President Biden said on Tuesday that he had decided on a U.S. response to the drone attack on a remote outpost in Jordan on Sunday that killed three American soldiers and injured more than 40 others, leaving unstated what that decision was.
Asked by reporters outside the White House whether he had decided on a response to the lethal attack, Mr. Biden said, “Yes” but declined to provide further details.
John F. Kirby, a National Security Council spokesman, refused to elaborate on Mr. Biden’s remarks other than to say it was “very possible” that the United States would carry out “a tiered approach” — “not just a single action, but potentially multiple actions” over a period of time.
Biden administration officials have blamed an explosives-laden drone, most likely launched by an Iran-backed militia in Iraq, for the attack — the most deadly of the more than 160 militia attacks the Pentagon says U.S. forces have come under in the region since the start of the war between Israel and Hamas in Gaza nearly four months ago.
Mr. Biden has vowed to retaliate and has met twice this week with his national security aides to discuss targets in Syria, Iraq and Iran. He could order strikes on Iran’s proxy forces, a major escalation of the whack-a-mole attacks the United States has conducted in recent weeks in Syria, Iraq and Yemen.

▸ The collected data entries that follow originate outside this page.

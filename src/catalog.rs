use chrono::NaiveDate;
use serde::{Deserialize, Serialize};
use std::collections::HashSet;
use std::path::Path;

use crate::cli::PetType;
use crate::domain::constants::MAX_SCORE;

#[derive(Debug, Deserialize, Serialize, Clone)]
pub struct Catalog {
    pub articles: Vec<Article>,
    pub brands: Vec<Brand>,
}

#[derive(Debug, Deserialize, Serialize, Clone)]
#[serde(rename_all = "camelCase")]
pub struct Article {
    pub slug: String,
    pub title: String,
    pub excerpt: String,
    pub category: String,
    pub pet_type: PetType,
    pub image: String,
    pub publish_date: String,
    pub read_time: u32,
    pub rating: f64,
    #[serde(default)]
    pub pros: Vec<String>,
    #[serde(default)]
    pub cons: Vec<String>,
    pub ingredients: Ingredients,
    pub scores: Scores,
    pub verdict: String,
    #[serde(default)]
    pub brand_id: Option<String>,
}

#[derive(Debug, Deserialize, Serialize, Clone)]
#[serde(rename_all = "camelCase")]
pub struct Ingredients {
    pub protein: f64,
    pub fat: f64,
    pub fiber: f64,
    #[serde(default)]
    pub main_ingredients: Vec<String>,
}

#[derive(Debug, Deserialize, Serialize, Clone)]
#[serde(rename_all = "camelCase")]
pub struct Scores {
    pub ingredients: f64,
    pub nutrition: f64,
    pub palatability: f64,
    pub price_quality: f64,
}

impl Scores {
    /// The four fixed criteria in their rendering order.
    pub fn entries(&self) -> [(&'static str, f64); 4] {
        [
            ("ingredients", self.ingredients),
            ("nutrition", self.nutrition),
            ("palatability", self.palatability),
            ("price_quality", self.price_quality),
        ]
    }
}

#[derive(Debug, Deserialize, Serialize, Clone)]
#[serde(rename_all = "camelCase")]
pub struct Brand {
    pub id: String,
    pub name: String,
    pub logo: String,
    pub price_range: String,
}

#[derive(thiserror::Error, Debug)]
pub enum CatalogError {
    #[error("brand not found: {0}")]
    BrandNotFound(String),
}

pub fn bundled_catalog() -> anyhow::Result<Catalog> {
    let articles = serde_json::from_str(include_str!("../data/articles.json"))?;
    let brands = serde_json::from_str(include_str!("../data/brands.json"))?;
    Ok(Catalog { articles, brands })
}

pub fn load_catalog(source: Option<&str>) -> anyhow::Result<Catalog> {
    let Some(source) = source else {
        return bundled_catalog();
    };
    let path = Path::new(source);
    if path.is_dir() {
        let articles = serde_json::from_str(&std::fs::read_to_string(path.join("articles.json"))?)?;
        let brands = serde_json::from_str(&std::fs::read_to_string(path.join("brands.json"))?)?;
        return Ok(Catalog { articles, brands });
    }
    let raw = std::fs::read_to_string(path)?;
    Ok(serde_json::from_str(&raw)?)
}

/// First match wins; slug uniqueness is a data convention, not enforced here.
pub fn find_article<'a>(catalog: &'a Catalog, slug: &str) -> Option<&'a Article> {
    catalog.articles.iter().find(|a| a.slug == slug)
}

pub fn find_brand<'a>(catalog: &'a Catalog, id: &str) -> Option<&'a Brand> {
    catalog.brands.iter().find(|b| b.id == id)
}

pub fn search<'a>(
    catalog: &'a Catalog,
    query: Option<&str>,
    pet: Option<PetType>,
) -> Vec<&'a Article> {
    catalog
        .articles
        .iter()
        .filter(|a| pet.map(|p| a.pet_type == p).unwrap_or(true))
        .filter(|a| match query {
            None => true,
            Some(q) => {
                let q = q.to_ascii_lowercase();
                a.title.to_ascii_lowercase().contains(&q)
                    || a.excerpt.to_ascii_lowercase().contains(&q)
                    || a.category.to_ascii_lowercase().contains(&q)
            }
        })
        .collect()
}

pub fn brand_articles<'a>(catalog: &'a Catalog, id: &str) -> Vec<&'a Article> {
    catalog
        .articles
        .iter()
        .filter(|a| a.brand_id.as_deref() == Some(id))
        .collect()
}

pub fn duplicate_slugs(catalog: &Catalog) -> Vec<String> {
    let mut seen = HashSet::new();
    let mut dupes = Vec::new();
    for a in &catalog.articles {
        if !seen.insert(a.slug.as_str()) && !dupes.contains(&a.slug) {
            dupes.push(a.slug.clone());
        }
    }
    dupes
}

pub fn dangling_brand_refs(catalog: &Catalog) -> Vec<String> {
    catalog
        .articles
        .iter()
        .filter(|a| matches!(&a.brand_id, Some(id) if find_brand(catalog, id).is_none()))
        .map(|a| a.slug.clone())
        .collect()
}

pub fn out_of_range_scores(catalog: &Catalog) -> Vec<String> {
    catalog
        .articles
        .iter()
        .filter(|a| {
            std::iter::once(a.rating)
                .chain(a.scores.entries().into_iter().map(|(_, v)| v))
                .any(|v| !(0.0..=MAX_SCORE).contains(&v))
        })
        .map(|a| a.slug.clone())
        .collect()
}

pub fn invalid_publish_dates(catalog: &Catalog) -> Vec<String> {
    catalog
        .articles
        .iter()
        .filter(|a| NaiveDate::parse_from_str(&a.publish_date, "%Y-%m-%d").is_err())
        .map(|a| a.slug.clone())
        .collect()
}
/// Upper bound of every rating and criterion score; display math divides by this.
pub const MAX_SCORE: f64 = 5.0;

/// The four fixed evaluation criteria, keyed as they appear in JSON output.
pub const SCORE_LABELS: [(&str, &str); 4] = [
    ("ingredients", "Ingredients"),
    ("nutrition", "Nutrition"),
    ("palatability", "Palatability"),
    ("price_quality", "Price/Quality"),
];

pub fn score_label(key: &'static str) -> &'static str {
    SCORE_LABELS
        .iter()
        .find(|(k, _)| *k == key)
        .map(|(_, label)| *label)
        .unwrap_or(key)
}

/// Shown on the not-found fallback view as the path back to the listing.
pub const LISTING_HINT: &str = "run `kibble list` to browse available reviews";
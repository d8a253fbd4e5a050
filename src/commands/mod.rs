//! Command handler layer.
//!
//! This module owns CLI-oriented orchestration and output wiring.
//!
//! ## Files
//! - `admin.rs` — catalog maintainer commands (validate/fingerprint).
//! - `runtime.rs` — list/search/show/brand/brands.
//!
//! ## Principles
//! - Parse/match CLI inputs here.
//! - Delegate projection and rendering to `services/*`.
//! - Keep behavior and output schema stable.

pub mod admin;
pub mod runtime;

pub use admin::handle_admin_commands;
pub use runtime::handle_runtime_commands;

Or Mr. Biden could opt to attack the Iranian suppliers of drones and missiles, perhaps including inside Iranian territory, which poses a much higher risk. His first targets could well be members of the Islamic Revolutionary Guard Corps, many of whom are based in Syria and Iraq, officials said.
Mr. Biden emphasized on Tuesday that he was seeking to avert a broader regional conflict, telling reporters as he prepared to depart for a fund-raising swing in southern Florida: “I don’t think we need a wider war in the Middle East. That’s not what I’m looking for.”
Analysts at the Pentagon and its Central Command continued their investigation on Tuesday into how the drone evaded air defenses at the small resupply base, Tower 22, in northeast Jordan, near its borders with Iraq and Syria.